# Help a noob OC his Pentium D 2.8Ghz PLEASE



## guitarfreaknation (Mar 18, 2010)

Hello. I am not really in the PC game but I would like to OC my CPU. I would like to get some specific info as far as what software to use or the best way to OC the CPU. 

This is what my system looks like. 

*Processor*
        Name : Intel(R) Pentium(R) D CPU 2.80GHz
        Speed : 2800 MHz

*  Mainboard*
        Bus(es) : AGP PCI IMB USB i2c/SMBus
        MP Support : 1 CPU(s)
        MP APIC : Yes
        System BIOS Version : HP-CPC - 42302e31

*  Video System*
        Monitor : Plug and Play Monitor
        Adapter : NVIDIA GeForce 8500 GT

*  Physical Storage Device*
        Harddisk : WDC WD2000JS-60NCB1

*Memory Info*
        Total Physical Memory : 1022.39 MB
        Free Physical Memory : 592.72 MB
        Maximum Page File : 2.40 GB
        Free Page File : 1.99 GB
        Page File : C:\pagefile.sys
        Initial Size : 1536
        Maximum Size : 3072
        Allocated Memory Load : 42 %

*BIOS*
        System Bios Version : HP-CPC - 42302e31
        System Bios Date : 06/23/06
        Manufacturer : Phoenix Technologies, LTD
        SMBIOS Version :  3.15
        Plug & Play Version : 1.05
        SMBIOS/DMI Version : 2.4

        Please if anyone can help I would much appreciate it.


----------



## cliffmidnite (Mar 18, 2010)

Most of us overclock through the bios, by raising up the fsb(front side bus) on the pc. This raises up the processor speed. From the looks of it, Im guessing you have a Hewlett packard. most prebuilt systems dont allow you to do any overclocking in the bios. That old Pentium D you have does overclock well. They just generate an enormous amount of heat.


----------



## Mussels (Mar 18, 2010)

What are you needing this performance for? if you want it for gaming, you wont get very far - your video card will hold you back, so that overclocking the CPU will get you nowhere.


----------



## [I.R.A]_FBi (Mar 18, 2010)

have to go with muscles here


----------



## Thrackan (Mar 18, 2010)

1. Why? (The only right answer is "just for fun" btw  )
2. How hot does it get now? How is it cooled?
Get a program like CPUID's HWMonitor, and find the current temps of your processor under idle and load. For full load, try a program like OCCT.


----------



## guitarfreaknation (Mar 18, 2010)

Mussels said:


> What are you needing this performance for? if you want it for gaming, you wont get very far - your video card will hold you back, so that overclocking the CPU will get you nowhere.

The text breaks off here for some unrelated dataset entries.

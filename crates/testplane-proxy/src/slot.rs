// Copyright (C) 2025 SyncMyOrders Sp. z o.o.
// SPDX-License-Identifier: AGPL-3.0-or-later
//! Proxy slots: one per connected endpoint control channel.
//!
//! A slot owns the outbound half of the control channel and a table of
//! pending calls keyed by a monotonically increasing request id. The socket
//! reader task resolves entries as responses arrive; when the socket drops,
//! every pending call resolves with a synthetic failure instead of an error
//! escaping the slot.

use std::sync::Arc;
use std::sync::atomic::{AtomicBool, AtomicU64, Ordering};
use std::time::Duration;

use dashmap::DashMap;
use thiserror::Error;
use tokio::sync::{Notify, mpsc, oneshot};
use tracing::{debug, warn};

use crate::protocol::{RpcRequest, RpcResponse};

/// Errors surfaced by slot calls.
#[derive(Debug, Error, Clone)]
pub enum ProxyError {
    /// The control channel dropped while the call was pending.
    #[error("endpoint '{path}' disconnected: {reason}")]
    Disconnected {
        /// Slot key.
        path: String,
        /// Close reason.
        reason: String,
    },

    /// No response arrived within the caller's budget.
    #[error("call '{method}' timed out after {timeout_ms}ms")]
    Timeout {
        /// Method that timed out.
        method: String,
        /// Budget in milliseconds.
        timeout_ms: u64,
    },

    /// The endpoint answered with a JSON-RPC error object.
    #[error("remote error {code}: {message}")]
    Remote {
        /// JSON-RPC error code.
        code: i64,
        /// JSON-RPC error message.
        message: String,
    },

    /// No slot is registered under the requested path.
    #[error("no proxy slot registered for '{path}'")]
    NoSlot {
        /// Requested path.
        path: String,
    },
}

type PendingCall = oneshot::Sender<Result<serde_json::Value, ProxyError>>;

/// One endpoint control-channel session.
pub struct ProxySlot {
    path: String,
    outbound: mpsc::Sender<RpcRequest>,
    pending: DashMap<u64, PendingCall>,
    next_id: AtomicU64,
    closed: AtomicBool,
    closed_notify: Notify,
}

impl ProxySlot {
    /// Create a slot and the receiver its writer task drains.
    pub fn channel(path: impl Into<String>) -> (Arc<Self>, mpsc::Receiver<RpcRequest>) {
        let (outbound, rx) = mpsc::channel(64);
        let slot = Arc::new(Self {
            path: path.into(),
            outbound,
            pending: DashMap::new(),
            next_id: AtomicU64::new(0),
            closed: AtomicBool::new(false),
            closed_notify: Notify::new(),
        });
        (slot, rx)
    }

    /// Slot key (`uid[/backing_file]`).
    pub fn path(&self) -> &str {
        &self.path
    }

    /// Number of calls awaiting a response.
    pub fn pending_calls(&self) -> usize {
        self.pending.len()
    }

    /// Forward one call across the channel and await its response.
    pub async fn call(
        &self,
        method: &str,
        params: serde_json::Value,
        timeout: Duration,
    ) -> Result<serde_json::Value, ProxyError> {
        if self.closed.load(Ordering::Acquire) {
            return Err(self.disconnected("slot already closed"));
        }

        let id = self.next_id.fetch_add(1, Ordering::Relaxed) + 1;
        let (tx, rx) = oneshot::channel();
        self.pending.insert(id, tx);

        let request = RpcRequest::new(id, method, params);
        if self.outbound.send(request).await.is_err() {
            self.pending.remove(&id);
            return Err(self.disconnected("writer task gone"));
        }

        match tokio::time::timeout(timeout, rx).await {
            Ok(Ok(result)) => result,
            // Sender dropped without a verdict: the socket reader tore down.
            Ok(Err(_)) => Err(self.disconnected("connection closed")),
            Err(_) => {
                self.pending.remove(&id);
                Err(ProxyError::Timeout {
                    method: method.to_string(),
                    timeout_ms: timeout.as_millis() as u64,
                })
            }
        }
    }

    /// Resolve one pending call from a response frame.
    pub fn complete(&self, response: RpcResponse) {
        let Some((_, tx)) = self.pending.remove(&response.id) else {
            debug!(path = %self.path, id = response.id, "response for unknown request id");
            return;
        };
        let outcome = match response.error {
            Some(error) => Err(ProxyError::Remote {
                code: error.code,
                message: error.message,
            }),
            None => Ok(response.result.unwrap_or(serde_json::Value::Null)),
        };
        let _ = tx.send(outcome);
    }

    /// Wait until the slot is closed (socket drop or displacement). The
    /// session owning the socket uses this to tear down when a newer
    /// connection takes over the path.
    pub async fn closed(&self) {
        while !self.closed.load(Ordering::Acquire) {
            let notified = self.closed_notify.notified();
            if self.closed.load(Ordering::Acquire) {
                break;
            }
            notified.await;
        }
    }

    /// Resolve every pending call with a synthetic failure and refuse new
    /// ones. Called when the control channel drops.
    pub fn fail_all_pending(&self, reason: &str) {
        self.closed.store(true, Ordering::Release);
        self.closed_notify.notify_waiters();
        let ids: Vec<u64> = self.pending.iter().map(|entry| *entry.key()).collect();
        if !ids.is_empty() {
            warn!(path = %self.path, pending = ids.len(), reason, "flushing pending calls");
        }
        for id in ids {
            if let Some((_, tx)) = self.pending.remove(&id) {
                let _ = tx.send(Err(self.disconnected(reason)));
            }
        }
    }

    fn disconnected(&self, reason: &str) -> ProxyError {
        ProxyError::Disconnected {
            path: self.path.clone(),
            reason: reason.to_string(),
        }
    }
}

/// Registry of live proxy slots keyed by `uid[/backing_file]`.
#[derive(Default)]
pub struct ProxyRegistry {
    slots: DashMap<String, Arc<ProxySlot>>,
}

impl ProxyRegistry {
    /// Empty registry.
    pub fn new() -> Self {
        Self::default()
    }

    /// Register a slot under its path. A previous slot with the same key is
    /// displaced and returned so the caller can tear its session down.
    pub fn register(&self, slot: Arc<ProxySlot>) -> Option<Arc<ProxySlot>> {
        let displaced = self.slots.insert(slot.path().to_string(), slot);
        if let Some(ref old) = displaced {
            old.fail_all_pending("displaced by a newer connection");
        }
        displaced
    }

    /// Look up a slot.
    pub fn get(&self, path: &str) -> Option<Arc<ProxySlot>> {
        self.slots.get(path).map(|entry| entry.value().clone())
    }

    /// Remove a slot, but only if the registered one is still `slot`. A
    /// resurrected endpoint may have displaced it already.
    pub fn remove_if_current(&self, slot: &Arc<ProxySlot>) {
        self.slots
            .remove_if(slot.path(), |_, current| Arc::ptr_eq(current, slot));
    }

    /// Number of registered slots.
    pub fn len(&self) -> usize {
        self.slots.len()
    }

    /// Whether no slot is registered.
    pub fn is_empty(&self) -> bool {
        self.slots.is_empty()
    }
}
// Copyright (C) 2025 SyncMyOrders Sp. z o.o.
// SPDX-License-Identifier: AGPL-3.0-or-later
//! Testplane Server - control plane binary.

use std::sync::Arc;

use tracing::{info, warn};

use testplane_core::{MemoryStore, PostgresStore, Store};
use testplane_server::config::Config;
use testplane_server::runner::ProcessRunner;
use testplane_server::runtime::ServerRuntime;

#[tokio::main]
async fn main() -> anyhow::Result<()> {
    // Initialize logging
    tracing_subscriber::fmt()
        .with_env_filter(
            tracing_subscriber::EnvFilter::try_from_default_env()
                .unwrap_or_else(|_| "testplane=info".into()),
        )
        .init();

    // Load .env file if present
    if let Err(e) = dotenvy::dotenv() {
        warn!("No .env file loaded: {}", e);
    }

    let config = Config::from_env()?;
    info!(
        http_addr = %config.http_addr,
        facade_addr = %config.facade_addr,
        data_dir = %config.data_dir.display(),
        runner = %config.runner_program,
        "Starting Testplane"
    );

    let store: Arc<dyn Store> = match &config.database_url {
        Some(database_url) => {
            let pool = sqlx::postgres::PgPoolOptions::new()
                .max_connections(10)
                .connect(database_url)
                .await?;
            let store = PostgresStore::new(pool);
            store.ensure_schema().await?;
            info!("Connected to database, schema verified");
            Arc::new(store)
        }
        None => {
            warn!("TESTPLANE_DATABASE_URL not set, using the in-memory store");
            Arc::new(MemoryStore::new())
        }
    };

    let runtime = ServerRuntime::builder()
        .store(store)
        .runner(Arc::new(ProcessRunner::new()))
        .config(config)
        .build()?
        .start()
        .await?;

    info!(
        http_addr = %runtime.http_addr(),
        facade_addr = %runtime.facade_addr(),
        "Testplane ready"
    );

    tokio::signal::ctrl_c().await?;
    info!("Shutdown signal received");

    runtime.shutdown().await?;
    info!("Testplane shut down");

    Ok(())
}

Yeah but I have a 9800 GTX+ that I need to install when I get a new power supply. Im just trying to get all I can out of the pc.


----------



## Kantastic (Mar 18, 2010)

guitarfreaknation said:


> Yeah but I have a 9800 GTX+ that I need to install when I get a new power supply. Im just trying to get all I can out of the pc.



You'll be wasting your 9800GTX+ if you pair it with that processor.

Go into the BIOS and see if you see any overclocking options, I noticed "HP" in your motherboard specifications so if it's like any of the HP OEM boards I'm used to then you won't have any overclocking options.


----------



## Fourstaff (Mar 18, 2010)

Temps, how are they? I can't recommend softwares that monitor temps, maybe someone else can?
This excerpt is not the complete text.